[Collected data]
------------------------------------------------------------------------
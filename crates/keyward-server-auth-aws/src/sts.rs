// Copyright (c) 2025 Geoffrey Huntley <ghuntley@ghuntley.com>. All rights reserved.
// SPDX-License-Identifier: Proprietary

//! IAM caller identity via a client-presigned `sts:GetCallerIdentity` request.
//!
//! The client signs the request with its own credentials and hands it over;
//! the server forwards it to STS unmodified and trusts the identity STS
//! returns. Only the exact request shape is accepted so the server cannot be
//! used to relay arbitrary signed calls. When a server ID header value is
//! configured, the client must have signed that header, which binds the
//! request to this server. Without it, any server trusting the same STS
//! account could replay a captured request.

use base64::engine::general_purpose::STANDARD;
use base64::Engine;
use keyward_server_auth::{AuthError, AuthMethod, AuthResult, PrincipalClaim};
use serde::Deserialize;
use serde_json::Value;
use tracing::{debug, warn};
use url::Url;

use crate::arn::{EntityType, IamEntity};
use crate::config::IAM_SERVER_ID_HEADER;
use crate::query;
use crate::sigv4;

/// Headers a signed `GetCallerIdentity` request may carry.
const ALLOWED_HEADERS: &[&str] = &[
	"accept",
	"accept-encoding",
	"authorization",
	"content-length",
	"content-type",
	"host",
	"user-agent",
	"x-amz-content-sha256",
	"x-amz-date",
	"x-amz-security-token",
	"x-amz-user-agent",
];

/// A presigned request as supplied by the client.
#[derive(Debug, Clone)]
pub struct PresignedRequest {
	pub method: String,
	pub url: Url,
	pub body: String,
	/// Header names as sent; multi-valued headers already joined.
	pub headers: Vec<(String, String)>,
}

impl PresignedRequest {
	/// Build from login fields: base64 body and base64 JSON (or inline JSON) headers.
	pub fn from_login_fields(method: &str, url: &str, body_b64: &str, headers: &Value) -> AuthResult<Self> {
		let url = parse_url(url)?;
		let body = STANDARD
			.decode(body_b64.trim())
			.map_err(|_| AuthError::bad_request("request body must be base64"))?;
		let body = String::from_utf8(body)
			.map_err(|_| AuthError::bad_request("request body must be UTF-8"))?;
		Ok(Self {
			method: method.to_string(),
			url,
			body,
			headers: decode_headers(headers)?,
		})
	}

	pub fn header(&self, name: &str) -> Option<&str> {
		self.headers
			.iter()
			.find(|(k, _)| k.eq_ignore_ascii_case(name))
			.map(|(_, v)| v.as_str())
	}
}

fn parse_url(raw: &str) -> AuthResult<Url> {
	if let Ok(url) = Url::parse(raw) {
		return Ok(url);
	}
	let decoded = STANDARD
		.decode(raw.trim())
		.ok()
		.and_then(|b| String::from_utf8(b).ok())
		.ok_or_else(|| AuthError::bad_request("invalid request url"))?;
	Url::parse(&decoded).map_err(|_| AuthError::bad_request("invalid request url"))
}

fn decode_headers(value: &Value) -> AuthResult<Vec<(String, String)>> {
	let parsed;
	let object = match value {
		Value::Object(map) => map,
		Value::String(encoded) => {
			let raw = STANDARD
				.decode(encoded.trim())
				.map_err(|_| AuthError::bad_request("request headers must be base64 JSON"))?;
			parsed = serde_json::from_slice::<Value>(&raw)
				.map_err(|_| AuthError::bad_request("request headers must be base64 JSON"))?;
			parsed
				.as_object()
				.ok_or_else(|| AuthError::bad_request("request headers must be a JSON object"))?
		}
		Value::Null => return Err(AuthError::bad_request("missing request headers")),
		_ => return Err(AuthError::bad_request("request headers must be a JSON object")),
	};

	let mut headers = Vec::with_capacity(object.len());
	for (name, value) in object {
		let joined = match value {
			Value::String(s) => s.clone(),
			Value::Array(items) => items
				.iter()
				.map(|v| {
					v.as_str()
						.map(str::to_string)
						.ok_or_else(|| AuthError::bad_request(format!("invalid value for header {name}")))
				})
				.collect::<AuthResult<Vec<_>>>()?
				.join(","),
			_ => return Err(AuthError::bad_request(format!("invalid value for header {name}"))),
		};
		headers.push((name.clone(), joined));
	}
	Ok(headers)
}

/// Identity reported by STS.
#[derive(Debug, Clone, PartialEq, Eq, Deserialize)]
#[serde(rename_all = "PascalCase")]
pub struct CallerIdentity {
	pub arn: String,
	pub user_id: String,
	pub account: String,
}

impl CallerIdentity {
	/// Parse the ARN, accepting only users and assumed roles.
	pub fn entity(&self) -> AuthResult<IamEntity> {
		let entity = IamEntity::parse(&self.arn)
			.map_err(|_| AuthError::verification("unrecognized caller arn"))?;
		match entity.entity_type {
			EntityType::User | EntityType::AssumedRole => Ok(entity),
			_ => Err(AuthError::verification("unsupported principal type")),
		}
	}

	pub fn to_claim(&self, entity: &IamEntity) -> PrincipalClaim {
		PrincipalClaim::new(AuthMethod::IamCallerIdentity, entity.canonical_arn())
			.with_candidate_role(&entity.friendly_name)
			.with_text("client_arn", &self.arn)
			.with_text("canonical_arn", entity.canonical_arn())
			.with_text("client_user_id", &self.user_id)
			.with_text("account_id", &self.account)
	}
}

#[derive(Debug, Deserialize)]
#[serde(rename_all = "PascalCase")]
struct GetCallerIdentityResponse {
	get_caller_identity_result: CallerIdentity,
}

fn validate_shape(request: &PresignedRequest, server_id: Option<&str>) -> AuthResult<()> {
	if request.method != "POST" {
		return Err(AuthError::bad_request("invalid request method"));
	}
	let path = request.url.path();
	if !(path.is_empty() || path == "/") || request.url.query().is_some() {
		return Err(AuthError::bad_request("invalid request url"));
	}

	for (name, _) in &request.headers {
		let lower = name.to_ascii_lowercase();
		let pinned = lower.eq_ignore_ascii_case(IAM_SERVER_ID_HEADER);
		if !pinned && !ALLOWED_HEADERS.contains(&lower.as_str()) {
			return Err(AuthError::bad_request(format!("invalid request header: {name}")));
		}
	}

	let params: Vec<(String, String)> = url::form_urlencoded::parse(request.body.as_bytes())
		.into_owned()
		.collect();
	let actions: Vec<&str> = params
		.iter()
		.filter(|(k, _)| k == "Action")
		.map(|(_, v)| v.as_str())
		.collect();
	if actions != ["GetCallerIdentity"] {
		return Err(AuthError::bad_request("invalid request body"));
	}
	if params.iter().any(|(k, _)| k != "Action" && k != "Version") {
		return Err(AuthError::bad_request("invalid request body"));
	}

	if let Some(expected) = server_id.filter(|v| !v.is_empty()) {
		match request.header(IAM_SERVER_ID_HEADER) {
			Some(value) if value == expected => {}
			Some(_) => return Err(AuthError::verification("invalid server id header value")),
			None => return Err(AuthError::verification("missing server id header")),
		}
		let signed = request
			.header("authorization")
			.and_then(|auth| {
				auth.split([' ', ','])
					.find_map(|part| part.strip_prefix("SignedHeaders="))
			})
			.unwrap_or_default();
		let pinned = IAM_SERVER_ID_HEADER.to_ascii_lowercase();
		if !signed.split(';').any(|h| h == pinned) {
			return Err(AuthError::verification("server id header is not signed"));
		}
	}
	Ok(())
}

/// Forward `request` to STS and return the caller's identity.
#[tracing::instrument(skip_all, name = "sts::verify_caller_identity")]
pub async fn verify_caller_identity(
	http: &reqwest::Client,
	request: &PresignedRequest,
	endpoint: &Url,
	server_id: Option<&str>,
) -> AuthResult<CallerIdentity> {
	validate_shape(request, server_id)?;

	let host = request
		.url
		.host_str()
		.ok_or_else(|| AuthError::bad_request("invalid request url"))?;
	let host = match request.url.port() {
		Some(port) => format!("{host}:{port}"),
		None => host.to_string(),
	};

	let mut builder = http.post(endpoint.clone()).header(reqwest::header::HOST, host);
	for (name, value) in &request.headers {
		if name.eq_ignore_ascii_case("host") || name.eq_ignore_ascii_case("content-length") {
			continue;
		}
		builder = builder.header(name.as_str(), value.as_str());
	}
	let response = builder
		.body(request.body.clone())
		.send()
		.await
		.map_err(|e| AuthError::upstream("sts", e.to_string()))?;
	let status = response.status();
	let text = response
		.text()
		.await
		.map_err(|e| AuthError::upstream("sts", e.to_string()))?;

	if status != reqwest::StatusCode::OK {
		warn!(%status, "sts rejected presigned request");
		return Err(AuthError::verification(format!(
			"sts rejected the request: {}",
			query::truncate(&text)
		)));
	}
	let parsed: GetCallerIdentityResponse = query::parse_xml("sts", &text)?;
	let identity = parsed.get_caller_identity_result;
	debug!(
		arn = %identity.arn,
		region = request
			.header("authorization")
			.and_then(sigv4::region_from_authorization)
			.unwrap_or("unknown"),
		"caller identity verified"
	);
	Ok(identity)
}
------------------------------------------------------------------------
EXERCISE AIM:
Extract, please, the lines from the start of the entries above through the one with "server cannot be", both included, reproducing each exactly and adding nothing.

EXERCISE ANSWER:
filename crates/keyward-server-auth-aws/src/sts.rs
// Copyright (c) 2025 Geoffrey Huntley <ghuntley@ghuntley.com>. All rights reserved.
// SPDX-License-Identifier: Proprietary

//! IAM caller identity via a client-presigned `sts:GetCallerIdentity` request.
//!
//! The client signs the request with its own credentials and hands it over;
//! the server forwards it to STS unmodified and trusts the identity STS
//! returns. Only the exact request shape is accepted so the server cannot be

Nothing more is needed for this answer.